Task — Please give the data below again in full, exactly as it stands.

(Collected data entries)
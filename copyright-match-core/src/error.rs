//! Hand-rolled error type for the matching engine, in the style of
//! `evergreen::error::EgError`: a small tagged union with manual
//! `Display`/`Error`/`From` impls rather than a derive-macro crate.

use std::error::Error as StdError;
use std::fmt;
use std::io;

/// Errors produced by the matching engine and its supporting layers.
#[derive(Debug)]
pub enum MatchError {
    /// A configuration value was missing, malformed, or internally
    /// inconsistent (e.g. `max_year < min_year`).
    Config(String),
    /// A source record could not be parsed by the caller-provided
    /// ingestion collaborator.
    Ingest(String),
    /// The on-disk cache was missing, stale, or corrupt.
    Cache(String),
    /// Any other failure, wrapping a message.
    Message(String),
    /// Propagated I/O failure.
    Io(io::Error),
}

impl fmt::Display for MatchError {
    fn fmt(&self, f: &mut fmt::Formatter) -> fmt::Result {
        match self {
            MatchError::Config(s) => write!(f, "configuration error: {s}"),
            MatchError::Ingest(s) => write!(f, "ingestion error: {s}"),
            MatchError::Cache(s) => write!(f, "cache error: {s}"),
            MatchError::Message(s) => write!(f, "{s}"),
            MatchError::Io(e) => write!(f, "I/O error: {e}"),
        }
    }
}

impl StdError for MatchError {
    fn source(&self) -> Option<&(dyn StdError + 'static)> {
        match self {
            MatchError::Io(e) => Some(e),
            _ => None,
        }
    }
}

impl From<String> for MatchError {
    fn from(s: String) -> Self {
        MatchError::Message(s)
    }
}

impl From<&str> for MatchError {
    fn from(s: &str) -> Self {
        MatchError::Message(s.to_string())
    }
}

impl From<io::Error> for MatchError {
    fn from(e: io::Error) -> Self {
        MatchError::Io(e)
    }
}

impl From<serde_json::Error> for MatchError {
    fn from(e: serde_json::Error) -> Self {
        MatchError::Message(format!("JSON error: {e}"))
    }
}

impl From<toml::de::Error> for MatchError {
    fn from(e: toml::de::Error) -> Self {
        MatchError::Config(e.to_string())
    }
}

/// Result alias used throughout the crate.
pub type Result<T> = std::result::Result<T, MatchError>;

Response to the task —
filename copyright-match-core/src/error.rs
//! Hand-rolled error type for the matching engine, in the style of
//! `evergreen::error::EgError`: a small tagged union with manual
//! `Display`/`Error`/`From` impls rather than a derive-macro crate.

use std::error::Error as StdError;
use std::fmt;
use std::io;

/// Errors produced by the matching engine and its supporting layers.
#[derive(Debug)]
pub enum MatchError {
    /// A configuration value was missing, malformed, or internally
    /// inconsistent (e.g. `max_year < min_year`).
    Config(String),
    /// A source record could not be parsed by the caller-provided
    /// ingestion collaborator.
    Ingest(String),
    /// The on-disk cache was missing, stale, or corrupt.
    Cache(String),
    /// Any other failure, wrapping a message.
    Message(String),
    /// Propagated I/O failure.
    Io(io::Error),
}

impl fmt::Display for MatchError {
    fn fmt(&self, f: &mut fmt::Formatter) -> fmt::Result {
        match self {
            MatchError::Config(s) => write!(f, "configuration error: {s}"),
            MatchError::Ingest(s) => write!(f, "ingestion error: {s}"),
            MatchError::Cache(s) => write!(f, "cache error: {s}"),
            MatchError::Message(s) => write!(f, "{s}"),
            MatchError::Io(e) => write!(f, "I/O error: {e}"),
        }
    }
}

impl StdError for MatchError {
    fn source(&self) -> Option<&(dyn StdError + 'static)> {
        match self {
            MatchError::Io(e) => Some(e),
            _ => None,
        }
    }
}

impl From<String> for MatchError {
    fn from(s: String) -> Self {
        MatchError::Message(s)
    }
}

impl From<&str> for MatchError {
    fn from(s: &str) -> Self {
        MatchError::Message(s.to_string())
    }
}

impl From<io::Error> for MatchError {
    fn from(e: io::Error) -> Self {
        MatchError::Io(e)
    }
}

impl From<serde_json::Error> for MatchError {
    fn from(e: serde_json::Error) -> Self {
        MatchError::Message(format!("JSON error: {e}"))
    }
}

impl From<toml::de::Error> for MatchError {
    fn from(e: toml::de::Error) -> Self {
        MatchError::Config(e.to_string())
    }
}

/// Result alias used throughout the crate.
pub type Result<T> = std::result::Result<T, MatchError>;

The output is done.